*EXERCISE REQUIREMENTS*.
Copy every entry. Do not alter a single word.

Stored items

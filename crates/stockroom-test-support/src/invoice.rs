//! Test invoice channels — dispatcher and queue implementations for tests.

use std::collections::VecDeque;
use std::sync::Mutex;
use std::time::Duration;

use async_trait::async_trait;
use stockroom_core::error::DomainError;
use stockroom_core::event::InvoiceTask;
use stockroom_core::invoice::{InvoiceDispatcher, TaskQueue};

/// A dispatcher that records every task and always succeeds.
#[derive(Debug, Default)]
pub struct RecordingInvoiceDispatcher {
    dispatched: Mutex<Vec<InvoiceTask>>,
}

impl RecordingInvoiceDispatcher {
    /// Creates an empty recorder.
    #[must_use]
    pub fn new() -> Self {
        Self::default()
    }

    /// Returns a snapshot of all dispatched tasks.
    ///
    /// # Panics
    ///
    /// Panics if the internal mutex is poisoned.
    pub fn dispatched(&self) -> Vec<InvoiceTask> {
        self.dispatched.lock().unwrap().clone()
    }
}

#[async_trait]
impl InvoiceDispatcher for RecordingInvoiceDispatcher {
    async fn dispatch(&self, task: &InvoiceTask) -> Result<(), DomainError> {
        self.dispatched.lock().unwrap().push(task.clone());
        Ok(())
    }
}

/// A dispatcher that always fails.
#[derive(Debug)]
pub struct FailingInvoiceDispatcher;

#[async_trait]
impl InvoiceDispatcher for FailingInvoiceDispatcher {
    async fn dispatch(&self, _task: &InvoiceTask) -> Result<(), DomainError> {
        Err(DomainError::Transient("queue unreachable".into()))
    }
}

const EMPTY_POLL: Duration = Duration::from_millis(5);

/// A FIFO queue of raw entries. `pop` answers at once when an entry is
/// queued; on an empty queue it waits a few milliseconds (at most the
/// timeout) so an idle worker loop still yields to the runtime.
#[derive(Debug, Default)]
pub struct InMemoryTaskQueue {
    entries: Mutex<VecDeque<String>>,
}

impl InMemoryTaskQueue {
    /// Creates a queue holding `entries`, head first.
    #[must_use]
    pub fn with_entries(entries: Vec<String>) -> Self {
        Self {
            entries: Mutex::new(entries.into()),
        }
    }

    /// Returns the queued entries, head first.
    ///
    /// # Panics
    ///
    /// Panics if the internal mutex is poisoned.
    pub fn entries(&self) -> Vec<String> {
        self.entries.lock().unwrap().iter().cloned().collect()
    }
}

#[async_trait]
impl InvoiceDispatcher for InMemoryTaskQueue {
    async fn dispatch(&self, task: &InvoiceTask) -> Result<(), DomainError> {
        let payload = serde_json::to_string(task)
            .map_err(|e| DomainError::Persistence(e.to_string()))?;
        self.entries.lock().unwrap().push_back(payload);
        Ok(())
    }
}

#[async_trait]
impl TaskQueue for InMemoryTaskQueue {
    async fn pop(&self, timeout: Duration) -> Result<Option<String>, DomainError> {
        let head = self.entries.lock().unwrap().pop_front();
        if head.is_none() {
            tokio::time::sleep(timeout.min(EMPTY_POLL)).await;
        }
        Ok(head)
    }

    async fn push_back(&self, payload: &str) -> Result<(), DomainError> {
        self.entries.lock().unwrap().push_back(payload.to_owned());
        Ok(())
    }
}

*EXPECTED ANSWER*.
filename crates/stockroom-test-support/src/invoice.rs
//! Test invoice channels — dispatcher and queue implementations for tests.

use std::collections::VecDeque;
use std::sync::Mutex;
use std::time::Duration;

use async_trait::async_trait;
use stockroom_core::error::DomainError;
use stockroom_core::event::InvoiceTask;
use stockroom_core::invoice::{InvoiceDispatcher, TaskQueue};

/// A dispatcher that records every task and always succeeds.
#[derive(Debug, Default)]
pub struct RecordingInvoiceDispatcher {
    dispatched: Mutex<Vec<InvoiceTask>>,
}

impl RecordingInvoiceDispatcher {
    /// Creates an empty recorder.
    #[must_use]
    pub fn new() -> Self {
        Self::default()
    }

    /// Returns a snapshot of all dispatched tasks.
    ///
    /// # Panics
    ///
    /// Panics if the internal mutex is poisoned.
    pub fn dispatched(&self) -> Vec<InvoiceTask> {
        self.dispatched.lock().unwrap().clone()
    }
}

#[async_trait]
impl InvoiceDispatcher for RecordingInvoiceDispatcher {
    async fn dispatch(&self, task: &InvoiceTask) -> Result<(), DomainError> {
        self.dispatched.lock().unwrap().push(task.clone());
        Ok(())
    }
}

/// A dispatcher that always fails.
#[derive(Debug)]
pub struct FailingInvoiceDispatcher;

#[async_trait]
impl InvoiceDispatcher for FailingInvoiceDispatcher {
    async fn dispatch(&self, _task: &InvoiceTask) -> Result<(), DomainError> {
        Err(DomainError::Transient("queue unreachable".into()))
    }
}

const EMPTY_POLL: Duration = Duration::from_millis(5);

/// A FIFO queue of raw entries. `pop` answers at once when an entry is
/// queued; on an empty queue it waits a few milliseconds (at most the
/// timeout) so an idle worker loop still yields to the runtime.
#[derive(Debug, Default)]
pub struct InMemoryTaskQueue {
    entries: Mutex<VecDeque<String>>,
}

impl InMemoryTaskQueue {
    /// Creates a queue holding `entries`, head first.
    #[must_use]
    pub fn with_entries(entries: Vec<String>) -> Self {
        Self {
            entries: Mutex::new(entries.into()),
        }
    }

    /// Returns the queued entries, head first.
    ///
    /// # Panics
    ///
    /// Panics if the internal mutex is poisoned.
    pub fn entries(&self) -> Vec<String> {
        self.entries.lock().unwrap().iter().cloned().collect()
    }
}

#[async_trait]
impl InvoiceDispatcher for InMemoryTaskQueue {
    async fn dispatch(&self, task: &InvoiceTask) -> Result<(), DomainError> {
        let payload = serde_json::to_string(task)
            .map_err(|e| DomainError::Persistence(e.to_string()))?;
        self.entries.lock().unwrap().push_back(payload);
        Ok(())
    }
}

#[async_trait]
impl TaskQueue for InMemoryTaskQueue {
    async fn pop(&self, timeout: Duration) -> Result<Option<String>, DomainError> {
        let head = self.entries.lock().unwrap().pop_front();
        if head.is_none() {
            tokio::time::sleep(timeout.min(EMPTY_POLL)).await;
        }
        Ok(head)
    }

    async fn push_back(&self, payload: &str) -> Result<(), DomainError> {
        self.entries.lock().unwrap().push_back(payload.to_owned());
        Ok(())
    }
}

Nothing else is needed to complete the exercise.